[DESCRIPTION OF THE TASK] Begin at the first line of the records below and, please, give each line again exactly until the line with "overwrite a conversation." is included.

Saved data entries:
▬▬▬▬▬▬

//! Storage traits — the content store and the key-value namespaces.

use async_trait::async_trait;
use serde_json::Value;

use crate::error::StoreError;
use crate::model::{Conversation, Platform};

/// Document store holding full conversations, keyed by id.
#[async_trait]
pub trait ContentStore: Send + Sync {
    /// Get a conversation by id.
    async fn get(&self, id: &str) -> Result<Option<Conversation>, StoreError>;

    /// Insert a new conversation. Fails with `StoreError::Constraint` if the id exists.
    async fn insert(&self, conversation: &Conversation) -> Result<(), StoreError>;

    /// Insert or overwrite a conversation.
    async fn put(&self, conversation: &Conversation) -> Result<(), StoreError>;

    /// Delete a conversation. Deleting a missing id is not an error.
    async fn delete(&self, id: &str) -> Result<(), StoreError>;

    /// All conversations, most recent first.
    async fn all(&self) -> Result<Vec<Conversation>, StoreError>;

    /// Conversations of one platform, most recent first.
    async fn by_platform(&self, platform: Platform) -> Result<Vec<Conversation>, StoreError>;
}

/// JSON key-value namespace (the index store and the fallback namespace).
#[async_trait]
pub trait KeyValueStore: Send + Sync {
    async fn get(&self, key: &str) -> Result<Option<Value>, StoreError>;

    async fn set(&self, key: &str, value: &Value) -> Result<(), StoreError>;

    /// Remove a key. Removing a missing key is not an error.
    async fn remove(&self, key: &str) -> Result<(), StoreError>;

    /// All entries whose key starts with `prefix`, ordered by key.
    async fn entries_with_prefix(&self, prefix: &str) -> Result<Vec<(String, Value)>, StoreError>;
}
//! Conversation data model — captured transcripts and their index projection.

use serde::{Deserialize, Serialize};

/// Chat site a conversation was captured from.
#[derive(Debug, Clone, Copy, PartialEq, Eq, Hash, Serialize, Deserialize, Default)]
#[serde(rename_all = "snake_case")]
pub enum Platform {
    /// chat.deepseek.com
    Deepseek,
    /// www.doubao.com
    Doubao,
    /// Anything else.
    #[default]
    #[serde(other)]
    Unknown,
}

impl Platform {
    /// Human-facing label used in titles and transcripts.
    pub fn label(&self) -> &'static str {
        match self {
            Self::Deepseek => "DeepSeek",
            Self::Doubao => "Doubao",
            Self::Unknown => "Unknown",
        }
    }

    /// Tag prefixed to conversation ids.
    pub fn tag(&self) -> &'static str {
        match self {
            Self::Deepseek => "deepseek",
            Self::Doubao => "doubao",
            Self::Unknown => "chat",
        }
    }
}

impl std::fmt::Display for Platform {
    fn fmt(&self, f: &mut std::fmt::Formatter<'_>) -> std::fmt::Result {
        match self {
            Self::Deepseek => write!(f, "deepseek"),
            Self::Doubao => write!(f, "doubao"),
            Self::Unknown => write!(f, "unknown"),
        }
    }
}

impl std::str::FromStr for Platform {
    type Err = String;
    fn from_str(s: &str) -> Result<Self, Self::Err> {
        match s {
            "deepseek" => Ok(Self::Deepseek),
            "doubao" => Ok(Self::Doubao),
            "unknown" => Ok(Self::Unknown),
            _ => Err(format!("Unknown platform: {}", s)),
        }
    }
}

/// Speaker of a single turn.
#[derive(Debug, Clone, Copy, PartialEq, Eq, Hash, Serialize, Deserialize)]
#[serde(rename_all = "snake_case")]
pub enum Role {
    User,
    Assistant,
}

impl std::fmt::Display for Role {
    fn fmt(&self, f: &mut std::fmt::Formatter<'_>) -> std::fmt::Result {
        match self {
            Self::User => write!(f, "user"),
            Self::Assistant => write!(f, "assistant"),
        }
    }
}

/// One turn of a conversation.
#[derive(Debug, Clone, PartialEq, Eq, Serialize, Deserialize)]
pub struct Message {
    pub role: Role,
    /// Normalized text: paragraphs separated by a single blank line.
    pub content: String,
}

impl Message {
    pub fn new(role: Role, content: impl Into<String>) -> Self {
        Self {
            role,
            content: content.into(),
        }
    }

    pub fn user(content: impl Into<String>) -> Self {
        Self::new(Role::User, content)
    }

    pub fn assistant(content: impl Into<String>) -> Self {
        Self::new(Role::Assistant, content)
    }
}

/// A captured transcript.
#[derive(Debug, Clone, PartialEq, Eq, Serialize, Deserialize)]
pub struct Conversation {
    /// Deterministic id derived from platform + URL.
    pub id: String,
    pub platform: Platform,
    pub title: String,
    /// Source page; used to reopen the original conversation.
    pub url: String,
    /// Capture time in epoch milliseconds.
    pub timestamp: i64,
    /// Turns in conversation order.
    pub messages: Vec<Message>,
}

impl Conversation {
    /// Project to the lightweight index entry.
    pub fn index_entry(&self) -> IndexEntry {
        IndexEntry {
            id: self.id.clone(),
            platform: self.platform,
            title: self.title.clone(),
            timestamp: self.timestamp,
            url: self.url.clone(),
        }
    }
}

/// Metadata index entry kept in the capacity-limited store.
#[derive(Debug, Clone, PartialEq, Eq, Serialize, Deserialize)]
pub struct IndexEntry {
    pub id: String,
    pub platform: Platform,
    pub title: String,
    pub timestamp: i64,
    pub url: String,
}

/// Placeholder title for conversations without one.
pub const UNTITLED: &str = "Untitled conversation";

#[cfg(test)]
mod tests {
    use super::*;

    #[test]
    fn platform_serde_roundtrip_and_unknown_fallback() {
        let json = serde_json::to_string(&Platform::Doubao).unwrap();
        assert_eq!(json, "\"doubao\"");
        let parsed: Platform = serde_json::from_str("\"claude\"").unwrap();
        assert_eq!(parsed, Platform::Unknown);
    }

    #[test]
    fn index_entry_projection() {
        let conv = Conversation {
            id: "deepseek_abc".into(),
            platform: Platform::Deepseek,
            title: "Rust lifetimes".into(),
            url: "https://chat.deepseek.com/a/chat/s/abc".into(),
            timestamp: 42,
            messages: vec![Message::user("hi")],
        };
        let entry = conv.index_entry();
        assert_eq!(entry.id, "deepseek_abc");
        assert_eq!(entry.platform, Platform::Deepseek);
        assert_eq!(entry.timestamp, 42);
    }
}
//! Selector tables for the supported chat sites.

use scraper::Selector;

use super::role::RoleClassifier;
use super::strategy::{ContainerStrategy, MessageStrategy, SplitRoleStrategy};
use super::text::TextExtractor;
use super::selector;
use crate::error::ExtractionError;
use crate::model::Platform;

const DEEPSEEK_TITLES: &[&str] = &[
    ".chat-title",
    "h1.title",
    ".conversation-header h1",
    ".header-title",
    "h1",
    "title",
];

const DEEPSEEK_CONTAINERS: &[&str] = &[
    ".message-container",
    ".chat-message",
    ".message-item",
    ".conversation-message",
    ".message",
];

const DEEPSEEK_CONTENT: &[&str] = &[".message-content", ".content", ".text", ".message-text"];

const DEEPSEEK_WATCH_ROOTS: &[&str] = &[
    ".chat-container",
    ".conversation-container",
    ".messages-container",
    ".conversation-messages",
    "[class*=\"chat\"]",
    "[class*=\"message\"]",
    "main",
    "#__next",
    "body",
];

const DOUBAO_TITLES: &[&str] = &[
    ".conversation-title",
    ".chat-title",
    ".session-title",
    "h1.title",
    ".header-title",
    "h1",
    "title",
];

const DOUBAO_USER_CONTAINER: &str = "[class*=\"container-EC68Od\"][class*=\"container-jPfT9u\"]";
const DOUBAO_ASSISTANT_CONTAINER: &str =
    "[class*=\"container-ZYIsnH\"][class*=\"flow-markdown-body\"]";
const DOUBAO_USER_CONTENT: &[&str] = &[
    ".message-content",
    "[class*=\"message-content\"]",
    "[class*=\"message-box-content\"]",
];

const DOUBAO_CONTAINERS: &[&str] = &[
    ".message-box-xy4dB8s",
    "[class*=\"message-box\"]",
    ".message-item",
    ".chat-message",
    ".message-container",
];

const DOUBAO_CONTENT: &[&str] = &[
    ".message-content",
    "[class*=\"message-content\"]",
    ".content",
    ".text",
    ".message-text",
    ".markdown-body",
];

const DOUBAO_WATCH_ROOTS: &[&str] = &[
    ".chat-container",
    "[class*=\"container-EC68Od\"]",
    "[class*=\"container-ZYIsnH\"]",
    "[class*=\"message-box\"]",
    "[class*=\"chat\"]",
    "[class*=\"message\"]",
    "[class*=\"conversation\"]",
    "main",
    "#app",
    "body",
];

/// Selector tables for one platform.
pub struct PlatformProfile {
    pub titles: Vec<Selector>,
    pub strategies: Vec<Box<dyn MessageStrategy>>,
    /// Ordered candidates for the element the change observer watches.
    pub watch_roots: Vec<String>,
}

/// Build the profile for a platform. Unknown pages use the DeepSeek layout,
/// which is the most generic.
pub fn profile(platform: Platform) -> Result<PlatformProfile, ExtractionError> {
    match platform {
        Platform::Doubao => doubao(),
        Platform::Deepseek | Platform::Unknown => deepseek(),
    }
}

fn deepseek() -> Result<PlatformProfile, ExtractionError> {
    let roles = RoleClassifier {
        class_tokens: vec!["user-message", "user", "human"],
        class_substrings: Vec::new(),
        data_attributes: vec![("data-role", "user"), ("data-sender", "user")],
        descendant: Some(selector(".user-avatar, .user-indicator, .human-avatar")?),
    };
    let text = TextExtractor::new(selectors(DEEPSEEK_CONTENT)?);

    let strategies = DEEPSEEK_CONTAINERS
        .iter()
        .map(|css| -> Result<Box<dyn MessageStrategy>, ExtractionError> {
            Ok(Box::new(ContainerStrategy::new(
                format!("deepseek {css}"),
                selector(css)?,
                roles.clone(),
                text.clone(),
            )))
        })
        .collect::<Result<Vec<_>, _>>()?;

    Ok(PlatformProfile {
        titles: selectors(DEEPSEEK_TITLES)?,
        strategies,
        watch_roots: to_strings(DEEPSEEK_WATCH_ROOTS),
    })
}

fn doubao() -> Result<PlatformProfile, ExtractionError> {
    let mut strategies: Vec<Box<dyn MessageStrategy>> = vec![Box::new(SplitRoleStrategy::new(
        "doubao split containers",
        selector(DOUBAO_USER_CONTAINER)?,
        selector(DOUBAO_ASSISTANT_CONTAINER)?,
        TextExtractor::new(selectors(DOUBAO_USER_CONTENT)?),
        TextExtractor::formatted(),
    ))];

    let roles = RoleClassifier {
        class_tokens: vec!["user-message", "user", "human", "question"],
        class_substrings: vec!["reverse"],
        data_attributes: vec![
            ("data-role", "user"),
            ("data-sender", "user"),
            ("data-type", "question"),
        ],
        descendant: Some(selector(
            ".user-avatar, .user-indicator, .human-avatar, .question-indicator",
        )?),
    };
    let text = TextExtractor::new(selectors(DOUBAO_CONTENT)?);

    for css in DOUBAO_CONTAINERS {
        strategies.push(Box::new(ContainerStrategy::new(
            format!("doubao {css}"),
            selector(css)?,
            roles.clone(),
            text.clone(),
        )));
    }

    Ok(PlatformProfile {
        titles: selectors(DOUBAO_TITLES)?,
        strategies,
        watch_roots: to_strings(DOUBAO_WATCH_ROOTS),
    })
}

fn selectors(list: &[&str]) -> Result<Vec<Selector>, ExtractionError> {
    list.iter().map(|css| selector(css)).collect()
}

fn to_strings(list: &[&str]) -> Vec<String> {
    list.iter().map(|s| s.to_string()).collect()
}

#[cfg(test)]
mod tests {
    use super::*;

    #[test]
    fn all_profiles_build() {
        for platform in [Platform::Deepseek, Platform::Doubao, Platform::Unknown] {
            let profile = profile(platform).unwrap();
            assert!(!profile.titles.is_empty());
            assert!(!profile.strategies.is_empty());
            assert_eq!(profile.watch_roots.last().map(String::as_str), Some("body"));
        }
    }

    #[test]
    fn doubao_tries_split_containers_first() {
        let profile = profile(Platform::Doubao).unwrap();
        assert_eq!(profile.strategies[0].name(), "doubao split containers");
    }
}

▬▬▬▬▬▬

[REPLY]
//! Storage traits — the content store and the key-value namespaces.

use async_trait::async_trait;
use serde_json::Value;

use crate::error::StoreError;
use crate::model::{Conversation, Platform};

/// Document store holding full conversations, keyed by id.
#[async_trait]
pub trait ContentStore: Send + Sync {
    /// Get a conversation by id.
    async fn get(&self, id: &str) -> Result<Option<Conversation>, StoreError>;

    /// Insert a new conversation. Fails with `StoreError::Constraint` if the id exists.
    async fn insert(&self, conversation: &Conversation) -> Result<(), StoreError>;

    /// Insert or overwrite a conversation.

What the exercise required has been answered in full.